News Release: Shippensburg University Not Protecting Its StudentsFebruary 8, 2012 // afaofpa // Life Issues
Shippensburg University Sends Wrong Message to Students
(Harrisburg) It was revealed yesterday that Shippensburg University, a state school in Shippensburg Borough which is divided between Franklin and Cumberland Counties has begun making the so-called morning after pill available to students through a vending machine. The American Family Association of Pennsylvania, an organization advocating for women and their unborn babies, is appalled that a school of higher education would make such a life destroying pill available to their students. The AFA of PA is calling on the State Legislature to investigate the legality of Shippensburg University’s offering of the morning after pill through an unsupervised vending machine.

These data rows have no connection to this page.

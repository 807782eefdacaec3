//! External lookup subsystem: rate limiter, retry policy, provider chain
//! and the coalescing cache that fronts them.

pub mod cache;
pub mod provider_chain;
pub mod rate_limiter;
pub mod retry;

pub use cache::{CacheStatsSnapshot, LookupCache};
pub use provider_chain::ProviderChain;
pub use rate_limiter::{Limits, RateLimiter};
pub use retry::{RetryDecision, RetryPolicy, Retryable};
mod common;

use axum::extract::Path;
use axum::routing::get;
use axum::{Json, Router};
use serde_json::json;
use std::sync::atomic::{AtomicUsize, Ordering};
use std::sync::Arc;

use common::{key, spawn_server};
use mdm_pipeline::bootstrap::build_lookup_cache;
use mdm_pipeline::config::Settings;

fn counted(hits: Arc<AtomicUsize>, router: impl FnOnce(Arc<AtomicUsize>) -> Router) -> String {
    let addr = spawn_server(router(hits));
    format!("http://{}", addr)
}

#[tokio::test]
async fn missing_api_key_goes_straight_to_the_fallback() {
    let primary_hits = Arc::new(AtomicUsize::new(0));
    let fallback_hits = Arc::new(AtomicUsize::new(0));

    let primary_base = counted(primary_hits.clone(), |hits| {
        Router::new().route(
            "/search",
            get(move || {
                let hits = hits.clone();
                async move {
                    hits.fetch_add(1, Ordering::SeqCst);
                    Json(json!({ "results": {} }))
                }
            }),
        )
    });
    let fallback_base = counted(fallback_hits.clone(), |hits| {
        Router::new().route(
            "/ws/:cep/json/",
            get(move |Path(cep): Path<String>| {
                let hits = hits.clone();
                async move {
                    hits.fetch_add(1, Ordering::SeqCst);
                    Json(json!({
                        "cep": format!("{}-{}", &cep[..5], &cep[5..]),
                        "logradouro": "Avenida Paulista",
                        "bairro": "Bela Vista",
                        "localidade": "São Paulo",
                        "uf": "SP"
                    }))
                }
            }),
        )
    });

    let settings = Settings {
        use_postal_lookup: true,
        zipcodebase_key: String::new(),
        zipcodebase_url: format!("{}/search", primary_base),
        viacep_url: format!("{}/ws", fallback_base),
        ..Settings::default()
    };
    assert!(!settings.has_zipcodebase_key());

    let cache = build_lookup_cache(&settings).unwrap();
    let result = cache.resolve(&key("01310100")).await;

    assert_eq!(primary_hits.load(Ordering::SeqCst), 0);
    assert_eq!(fallback_hits.load(Ordering::SeqCst), 1);
    assert_eq!(result.city.as_deref(), Some("São Paulo"));
    assert_eq!(result.postal_code.as_deref(), Some("01310-100"));
    assert_eq!(cache.stats().upstream, 1);
}

#[tokio::test]
async fn whitespace_key_counts_as_missing() {
    let settings = Settings {
        zipcodebase_key: "   ".to_string(),
        ..Settings::default()
    };
    assert!(!settings.has_zipcodebase_key());
}
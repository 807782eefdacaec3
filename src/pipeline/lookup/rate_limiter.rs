use std::sync::Arc;
use tokio::sync::{OwnedSemaphorePermit, Semaphore};
use tracing::warn;

#[derive(Clone, Debug, Default)]
pub struct Limits {
    /// Maximum upstream calls in flight at once, process-wide
    pub concurrency: Option<u32>,
}

impl Limits {
    pub fn concurrency(max_in_flight: u32) -> Self {
        Self {
            concurrency: Some(max_in_flight),
        }
    }
}

/// Gate in front of every external lookup call.
///
/// Cloning shares the same permits; construct one per process and hand clones
/// to whoever needs it.
#[derive(Clone, Debug)]
pub struct RateLimiter {
    inner: Arc<Inner>,
}

#[derive(Debug)]
struct Inner {
    sem: Option<Arc<Semaphore>>,
}

/// Held for the duration of one upstream call; dropping it frees the slot.
#[derive(Debug)]
pub struct RatePermit {
    _permit: Option<OwnedSemaphorePermit>,
}

impl RateLimiter {
    pub fn new(limits: Limits) -> Self {
        let sem = limits
            .concurrency
            .map(|c| Arc::new(Semaphore::new(c.max(1) as usize)));
        Self {
            inner: Arc::new(Inner { sem }),
        }
    }

    pub fn unlimited() -> Self {
        Self::new(Limits::default())
    }

    /// Wait for a slot. The returned permit must be kept alive around the call it guards.
    pub async fn acquire(&self) -> RatePermit {
        let permit = match &self.inner.sem {
            Some(sem) => match sem.clone().acquire_owned().await {
                Ok(permit) => Some(permit),
                Err(e) => {
                    // Only happens if the semaphore was closed, which nothing does
                    warn!("rate limiter semaphore unavailable: {}", e);
                    None
                }
            },
            None => None,
        };

        RatePermit { _permit: permit }
    }

    /// Free slots right now, or `None` when concurrency is unbounded
    pub fn available(&self) -> Option<usize> {
        self.inner.sem.as_ref().map(|s| s.available_permits())
    }
}
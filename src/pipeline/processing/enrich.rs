use serde_json::{json, Value};

use crate::app::ports::Enricher;
use crate::domain::Record;

/// Reports the resolved locality of every record that has one
#[derive(Debug, Clone, Default)]
pub struct LocalityEnricher;

impl Enricher for LocalityEnricher {
    fn enrich(&self, records: &[Record]) -> Vec<Value> {
        records
            .iter()
            .enumerate()
            .filter_map(|(index, record)| {
                let parsed = record.parsed.as_ref().filter(|p| !p.is_empty())?;
                Some(json!({
                    "index": index,
                    "id": record.id,
                    "city": parsed.city,
                    "state": parsed.state,
                    "postal_code": parsed.postal_code,
                    "country_code": parsed.country_code,
                }))
            })
            .collect()
    }
}
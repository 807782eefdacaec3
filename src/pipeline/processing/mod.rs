// Default pure collaborators run once over the resolved batch

pub mod dedupe;
pub mod enrich;
pub mod golden;
pub mod harmonize;

pub use dedupe::{token_set_similarity, TokenSetDeduper};
pub use enrich::LocalityEnricher;
pub use golden::CompletenessGoldenPicker;
pub use harmonize::PassthroughHarmonizer;
mod common;

use axum::extract::{Path, Query};
use axum::http::{header, StatusCode};
use axum::response::IntoResponse;
use axum::routing::{get, post};
use axum::{Json, Router};
use serde_json::{json, Value};
use std::collections::HashMap;
use std::sync::Arc;
use std::time::Duration;

use common::{spawn_server, unused_addr};
use mdm_pipeline::app::ports::{AddressParser, LookupProvider, RecordNormalizer};
use mdm_pipeline::common::LookupFailure;
use mdm_pipeline::domain::{LookupKey, Record};
use mdm_pipeline::infra::http_client::{build_client, HttpTimeouts};
use mdm_pipeline::infra::{OllamaClient, RoundRobin, ViaCepProvider, ZipcodebaseProvider};

fn client() -> reqwest::Client {
    build_client(HttpTimeouts::from_secs(2, 5)).unwrap()
}

fn br(code: &str) -> LookupKey {
    LookupKey::parse(code, Some("BR")).unwrap()
}

async fn zipcodebase_search(Query(params): Query<HashMap<String, String>>) -> impl IntoResponse {
    let authorized = params.get("apikey").map(String::as_str) == Some("test-key");
    if !authorized {
        return (StatusCode::UNAUTHORIZED, Json(json!({ "error": "invalid api key" }))).into_response();
    }
    let code = params.get("codes").cloned().unwrap_or_default();
    let country = params.get("country").cloned().unwrap_or_default();
    let results = if code == "01310100" && country == "BR" {
        let mut by_code = serde_json::Map::new();
        by_code.insert(
            code.clone(),
            json!([ {
                "postal_code": "01310-100",
                "country_code": "BR",
                "city": "São Paulo",
                "state": "São Paulo",
                "state_code": "SP",
                "district": "Bela Vista"
            } ]),
        );
        Value::Object(by_code)
    } else {
        json!([])
    };
    Json(json!({ "query": { "codes": [code] }, "results": results })).into_response()
}

fn zipcodebase_router() -> Router {
    Router::new()
        .route("/search", get(zipcodebase_search))
        .route(
            "/limited",
            get(|| async { (StatusCode::TOO_MANY_REQUESTS, [(header::RETRY_AFTER, "7")], "slow down") }),
        )
        .route("/down", get(|| async { (StatusCode::SERVICE_UNAVAILABLE, "maintenance") }))
        .route("/garbage", get(|| async { "<html>not json</html>" }))
}

#[tokio::test]
async fn zipcodebase_maps_a_found_code() {
    let addr = spawn_server(zipcodebase_router());
    let provider = ZipcodebaseProvider::new(client(), format!("http://{}/search", addr), "test-key");

    let result = provider.lookup(&br("01310-100")).await.unwrap();
    assert_eq!(result.city.as_deref(), Some("São Paulo"));
    assert_eq!(result.state.as_deref(), Some("SP"));
    assert_eq!(result.neighborhood.as_deref(), Some("Bela Vista"));
    assert_eq!(result.postal_code.as_deref(), Some("01310-100"));

    // unknown code: `results` comes back as an empty list
    assert!(provider.lookup(&br("99999999")).await.unwrap().is_empty());
}

#[tokio::test]
async fn zipcodebase_classifies_failures() {
    let addr = spawn_server(zipcodebase_router());
    let at = |path: &str, key: &str| ZipcodebaseProvider::new(client(), format!("http://{}{}", addr, path), key);

    let err = at("/limited", "test-key").lookup(&br("01310100")).await.unwrap_err();
    assert_eq!(
        err,
        LookupFailure::RateLimited {
            retry_after: Some(Duration::from_secs(7))
        }
    );

    let err = at("/search", "wrong-key").lookup(&br("01310100")).await.unwrap_err();
    assert!(matches!(err, LookupFailure::PermanentClient { status: 401, .. }));

    let err = at("/down", "test-key").lookup(&br("01310100")).await.unwrap_err();
    assert!(matches!(err, LookupFailure::Transient(_)));

    let err = at("/garbage", "test-key").lookup(&br("01310100")).await.unwrap_err();
    assert!(matches!(err, LookupFailure::Unexpected(_)));
}

#[tokio::test]
async fn unreachable_provider_is_transient() {
    let provider = ZipcodebaseProvider::new(client(), format!("http://{}/search", unused_addr()), "test-key");
    let err = provider.lookup(&br("01310100")).await.unwrap_err();
    assert!(matches!(err, LookupFailure::Transient(_)), "got {:?}", err);
}

async fn viacep_lookup(Path(cep): Path<String>) -> impl IntoResponse {
    match cep.as_str() {
        "01001000" => Json(json!({
            "cep": "01001-000",
            "logradouro": "Praça da Sé",
            "bairro": "Sé",
            "localidade": "São Paulo",
            "uf": "SP"
        }))
        .into_response(),
        "99999999" => Json(json!({ "erro": "true" })).into_response(),
        _ => (StatusCode::BAD_REQUEST, "invalid cep").into_response(),
    }
}

#[tokio::test]
async fn viacep_found_missing_and_rejected() {
    let addr = spawn_server(Router::new().route("/ws/:cep/json/", get(viacep_lookup)));
    let provider = ViaCepProvider::new(client(), format!("http://{}/ws/", addr));

    let found = provider.lookup(&br("01001-000")).await.unwrap();
    assert_eq!(found.city.as_deref(), Some("São Paulo"));
    assert_eq!(found.neighborhood.as_deref(), Some("Sé"));
    assert_eq!(found.postal_code.as_deref(), Some("01001-000"));
    assert_eq!(found.country_code.as_deref(), Some("BR"));

    assert!(provider.lookup(&br("99999999")).await.unwrap().is_empty());
    // non-200 is "not found", not an error
    assert!(provider.lookup(&br("12345678")).await.unwrap().is_empty());
}

async fn fake_generate(Json(body): Json<Value>) -> impl IntoResponse {
    assert_eq!(body["format"], "json");
    assert_eq!(body["stream"], false);
    assert!(body["prompt"].as_str().unwrap_or("").to_lowercase().contains("ana"));
    let response = match body["model"].as_str() {
        Some("address-model") => json!({
            "thoroughfare": "Rua Augusta",
            "house_number": "500",
            "city": "São Paulo",
            "state": "SP",
            "postal_code": "01305000",
            "country_code": "br"
        }),
        _ => json!({ "id": "c-1", "name": "Ana Lima", "email": "ana@example.com" }),
    };
    Json(json!({ "model": body["model"], "response": response.to_string(), "done": true }))
}

fn ollama_router() -> Router {
    Router::new()
        .route("/api/generate", post(fake_generate))
        .route("/api/tags", get(|| async { Json(json!({ "models": [ { "name": "qwen2.5:7b" } ] })) }))
}

fn ollama(endpoints: Vec<String>) -> OllamaClient {
    OllamaClient::new(client(), Arc::new(RoundRobin::new(endpoints).unwrap())).with_models(
        mdm_pipeline::infra::LlmModels {
            normalize: "normalize-model".to_string(),
            address: "address-model".to_string(),
        },
    )
}

#[tokio::test]
async fn ollama_normalizes_and_parses_addresses() {
    let addr = spawn_server(ollama_router());
    let llm = ollama(vec![format!("http://{}", addr)]);
    let record = Record::new(Some("c-1"))
        .with_field("name", "  ana LIMA ")
        .with_field("address", "R. Augusta 500, SP");

    let normalized = llm.normalize(&record).await.unwrap();
    assert_eq!(normalized.id.as_deref(), Some("c-1"));
    assert_eq!(normalized.get_str("name"), Some("Ana Lima"));

    let parsed = llm.parse_address(&record).await.unwrap();
    assert_eq!(parsed.thoroughfare.as_deref(), Some("Rua Augusta"));
    assert_eq!(parsed.postal_code.as_deref(), Some("01305-000"));
    assert_eq!(parsed.country_code.as_deref(), Some("BR"));

    let tags = llm.ping().await.unwrap();
    assert_eq!(tags["models"][0]["name"], "qwen2.5:7b");
}

#[tokio::test]
async fn ollama_moves_to_the_next_endpoint_after_a_failure() {
    let broken = spawn_server(Router::new().route(
        "/api/generate",
        post(|| async { (StatusCode::INTERNAL_SERVER_ERROR, "model not loaded") }),
    ));
    let healthy = spawn_server(ollama_router());
    let llm = ollama(vec![format!("http://{}", broken), format!("http://{}", healthy)]);

    let record = Record::new(Some("c-1")).with_field("name", "Ana");
    let normalized = llm.normalize(&record).await.unwrap();
    assert_eq!(normalized.get_str("email"), Some("ana@example.com"));
}

#[tokio::test]
async fn ollama_gives_up_after_three_attempts() {
    let llm = ollama(vec![format!("http://{}", unused_addr())]);
    let record = Record::new(Some("c-1")).with_field("name", "Ana");
    assert!(llm.normalize(&record).await.is_err());
    assert!(llm.ping().await.is_err());
}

“So, now instead of going to a vending machine to get a candy bar or soda young women can throw in $25 to get a pill to try to help them forget what happened the night before or if they may be pregnant due to those activities to prevent the implantation of the fertilized egg, in essence killing their unborn baby. How many have been told what the morning after pill really does? Also, how many students actually responded to the survey that was taken several years ago?” questioned Diane Gramley, president of the AFA of PA.
Another question that arises is whether Shippensburg University is ready to be held liable for the adverse affects the morning after pill can have on the women taking it. In 2005 the parents of a 16 year old girl sued Philadelphia Health Care Center No. 10 because they wrote a prescription for their daughter without examining her. Additionally, she suffered severe stomach pains, vomiting, a rash and a swollen face in January 2004 after taking the pills. The suit also alleges that Melissa was treated “under the false pretense that the pills will not terminate a pregnancy,” only prevent pregnancy.
“The AFA of PA is asking the mature adults at Shippensburg University to do the right thing and step forward to protect the female students at their school. They may pay the $25 to end the possibility of pregnancy, but that will not protect them from STDs which the number of cases have risen since the morning after pill has become more available. The school should do what is best for their students and providing a vending machine with the morning after pill does not send the message that they care about the well being of the student population,” Gramley concluded.